Combined Hyaluronic Acid Nanobioconjugates Impair CD44-Signaling for Effective Treatment Against Obesity: A Review of Comparison with Other Actors
Daniel Ejim Uti, Wilson Achu Omang, Esther Ugo Alum, Okechukwu Paul-Chima Ugwu, Margaret Amieibi Wokoma, Rowland Inalegwu Oplekwu, Item Justin Atangwho, Godwin Eneji Egbung
Abstract
CD44, a key hyaluronic acid (HA) receptor, has emerged as a central mediator of adipose tissue inflammation, remodeling, and insulin resistance in obesity. Its overexpression in obese adipose depots promotes leukocyte infiltration, pro-inflammatory signaling, and extracellular matrix dysregulation processes that underlie metabolic dysfunction. This review explores the therapeutic relevance of targeting the HA-CD44 axis by synthesizing data primarily from preclinical studies, with emerging evidence from early clinical investigations. A narrative review methodology was employed to assess and compare therapeutic modalities, highlighting advances in molecular targeting, drug delivery systems, and metabolic interventions. We focus on two primary therapeutic classes: small molecules and nanobioconjugates. Small molecules, such as curcumin, metformin, and CD44 antagonists, offer systemic modulation and accessibility but are limited by their low tissue specificity and potential side effects. In contrast, HA-functionalized nanobioconjugates, including liposomes, PLGA nanoparticles, dendrimers, and exosomes, enable targeted delivery to adipose tissue, prolonged drug release, and reduced systemic toxicity. These nanosystems have demonstrated superior modulation of CD44 signaling, adipose inflammation, and glucose homeostasis in obesity models. Emerging strategies such as monoclonal antibodies, GLP-1 analogs, gene-editing tools (eg, CRISPR/Cas9), microbiome modulators, and brown adipose tissue (BAT) activators are also discussed. A comparative analysis indicates that nanobioconjugates offer the highest targeting precision, while small molecules remain advantageous in terms of cost and ease of administration.
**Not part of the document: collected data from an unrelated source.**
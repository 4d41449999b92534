//! Shortcuts crate - keyboard shortcut layer for the Whymail client
//!
//! This crate provides everything between a raw key-down event and a
//! host action callback:
//! - Key event and host context snapshot types
//! - A static command table with Gmail-style bindings
//! - The sequence-aware keystroke dispatcher
//! - The shortcut catalog rendered by the help overlay
//! - The persisted user preference cache
//!
//! This crate has zero UI dependencies. The host supplies key events, a
//! context snapshot per event, a timer facility for the sequence reset,
//! and the action callbacks.

pub mod command;
pub mod context;
pub mod dispatcher;
pub mod event;
pub mod keymap;
pub mod models;
pub mod prefs;
pub mod timer;

pub use command::{Command, ShortcutActions};
pub use context::ShortcutContext;
pub use dispatcher::{Dispatcher, SEQUENCE_TIMEOUT};
pub use event::KeyEvent;
pub use keymap::{KeymapError, Shortcut, ShortcutCategory, shortcuts_help};
pub use models::{Folder, MessageId};
pub use prefs::{Density, Preferences, Theme};
pub use timer::{TimerHost, TimerToken};
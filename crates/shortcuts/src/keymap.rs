//! Keyboard shortcut definitions and help text
//!
//! Gmail-style bindings: single keys for mail actions, two-key G
//! sequences for folder navigation. The tables are static and read-only
//! at dispatch time; [`validate`] checks the no-collision invariant.

use thiserror::Error;

use crate::command::Command;
use crate::context::ShortcutContext;
use crate::models::{Folder, MessageId};

/// Fixed two-key sequences (lower-cased) mapped to folder navigation
const SEQUENCES: &[(&str, Folder)] = &[
    ("gi", Folder::Inbox),
    ("gs", Folder::Starred),
    ("gt", Folder::Sent),
    ("gd", Folder::Drafts),
];

/// What a single-key trigger does when it fires
#[derive(Debug, Clone, Copy, PartialEq, Eq)]
enum SingleAction {
    Compose,
    Reply,
    ReplyAll,
    Forward,
    ToggleStar,
    Delete,
}

impl SingleAction {
    fn command(self, selected: Option<&MessageId>) -> Option<Command> {
        match self {
            SingleAction::Compose => Some(Command::OpenCompose),
            SingleAction::Reply => selected.cloned().map(Command::Reply),
            SingleAction::ReplyAll => selected.cloned().map(Command::ReplyAll),
            SingleAction::Forward => selected.cloned().map(Command::Forward),
            SingleAction::ToggleStar => selected.cloned().map(Command::ToggleStar),
            SingleAction::Delete => selected.cloned().map(Command::DeleteItem),
        }
    }
}

/// A single-key trigger with an optional requires-selection guard
struct SingleKeyBinding {
    key: &'static str,
    requires_selection: bool,
    action: SingleAction,
}

const SINGLE_KEYS: &[SingleKeyBinding] = &[
    SingleKeyBinding {
        key: "c",
        requires_selection: false,
        action: SingleAction::Compose,
    },
    SingleKeyBinding {
        key: "s",
        requires_selection: true,
        action: SingleAction::ToggleStar,
    },
    SingleKeyBinding {
        key: "#",
        requires_selection: true,
        action: SingleAction::Delete,
    },
    SingleKeyBinding {
        key: "r",
        requires_selection: true,
        action: SingleAction::Reply,
    },
    SingleKeyBinding {
        key: "a",
        requires_selection: true,
        action: SingleAction::ReplyAll,
    },
    SingleKeyBinding {
        key: "f",
        requires_selection: true,
        action: SingleAction::Forward,
    },
];

/// Look up an exact sequence match for the lower-cased buffer contents
pub fn sequence_command(sequence: &str) -> Option<Command> {
    SEQUENCES
        .iter()
        .find(|(s, _)| *s == sequence)
        .map(|(_, folder)| Command::NavigateFolder(*folder))
}

/// Look up a single-key trigger for a raw key identifier.
///
/// Matching is case-sensitive: `C` (shift held) is not the compose key.
/// Returns `None` both for unbound keys and for guard failures; either
/// way the key stays in the sequence buffer as a prefix candidate.
pub fn single_key_command(key: &str, ctx: &ShortcutContext) -> Option<Command> {
    let binding = SINGLE_KEYS.iter().find(|b| b.key == key)?;
    if binding.requires_selection && !ctx.has_selection() {
        return None;
    }
    binding.action.command(ctx.selected.as_ref())
}

/// Shifted single-key trigger, evaluated outside the sequence buffer:
/// shift+U with a selection marks the item unread.
pub fn shifted_command(key: &str, ctx: &ShortcutContext) -> Option<Command> {
    if key == "U" {
        return ctx.selected.clone().map(Command::MarkUnread);
    }
    None
}

/// Command-table invariant violation
#[derive(Debug, Error, PartialEq, Eq)]
pub enum KeymapError {
    #[error("duplicate sequence trigger: {0:?}")]
    DuplicateSequence(String),
    #[error("duplicate single-key trigger: {0:?}")]
    DuplicateKey(String),
    #[error("single-key trigger {key:?} shadows sequence {sequence:?}")]
    PrefixShadowed { key: String, sequence: String },
}

/// Check the no-collision invariant over the static tables.
///
/// A single-key trigger equal to the first key of a sequence would fire
/// and clear the buffer before the second key could arrive, making the
/// sequence unreachable.
pub fn validate() -> Result<(), KeymapError> {
    validate_tables(SEQUENCES, SINGLE_KEYS)
}

fn validate_tables(
    sequences: &[(&str, Folder)],
    single_keys: &[SingleKeyBinding],
) -> Result<(), KeymapError> {
    for (i, (seq, _)) in sequences.iter().enumerate() {
        if sequences[..i].iter().any(|(s, _)| s == seq) {
            return Err(KeymapError::DuplicateSequence((*seq).to_string()));
        }
    }
    for (i, binding) in single_keys.iter().enumerate() {
        if single_keys[..i].iter().any(|b| b.key == binding.key) {
            return Err(KeymapError::DuplicateKey(binding.key.to_string()));
        }
    }
    for (seq, _) in sequences {
        if let Some(binding) = single_keys.iter().find(|b| seq.starts_with(b.key)) {
            return Err(KeymapError::PrefixShadowed {
                key: binding.key.to_string(),
                sequence: (*seq).to_string(),
            });
        }
    }
    Ok(())
}

/// A category of keyboard shortcuts for display in the help overlay
pub struct ShortcutCategory {
    pub name: &'static str,
    pub shortcuts: Vec<Shortcut>,
}

/// A single keyboard shortcut for display
pub struct Shortcut {
    pub keys: &'static str,
    pub description: &'static str,
}

/// Returns categorized shortcuts for the help overlay
pub fn shortcuts_help() -> Vec<ShortcutCategory> {
    vec![
        ShortcutCategory {
            name: "Compose",
            shortcuts: vec![
                Shortcut {
                    keys: "C",
                    description: "New message",
                },
                Shortcut {
                    keys: "R",
                    description: "Reply",
                },
                Shortcut {
                    keys: "A",
                    description: "Reply all",
                },
                Shortcut {
                    keys: "F",
                    description: "Forward",
                },
            ],
        },
        ShortcutCategory {
            name: "Actions",
            shortcuts: vec![
                Shortcut {
                    keys: "S",
                    description: "Toggle star",
                },
                Shortcut {
                    keys: "Shift U",
                    description: "Mark as unread",
                },
                Shortcut {
                    keys: "#",
                    description: "Delete",
                },
            ],
        },
        ShortcutCategory {
            name: "Go To",
            shortcuts: vec![
                Shortcut {
                    keys: "G I",
                    description: "Go to Inbox",
                },
                Shortcut {
                    keys: "G S",
                    description: "Go to Starred",
                },
                Shortcut {
                    keys: "G T",
                    description: "Go to Sent",
                },
                Shortcut {
                    keys: "G D",
                    description: "Go to Drafts",
                },
            ],
        },
        ShortcutCategory {
            name: "Overlays",
            shortcuts: vec![
                Shortcut {
                    keys: "⌘K / Ctrl+K",
                    description: "Toggle command palette",
                },
                Shortcut {
                    keys: "?",
                    description: "Show this help",
                },
                Shortcut {
                    keys: "Escape",
                    description: "Close overlay",
                },
            ],
        },
    ]
}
However, biologics and gene therapies face challenges related to delivery and scalability. Collectively, current evidence predominantly preclinical supports the HA-CD44 axis as a promising therapeutic target in obesity. Integrated approaches combining nanotechnology with molecular inhibitors and biologics could offer a multifaceted strategy for managing metabolic disease.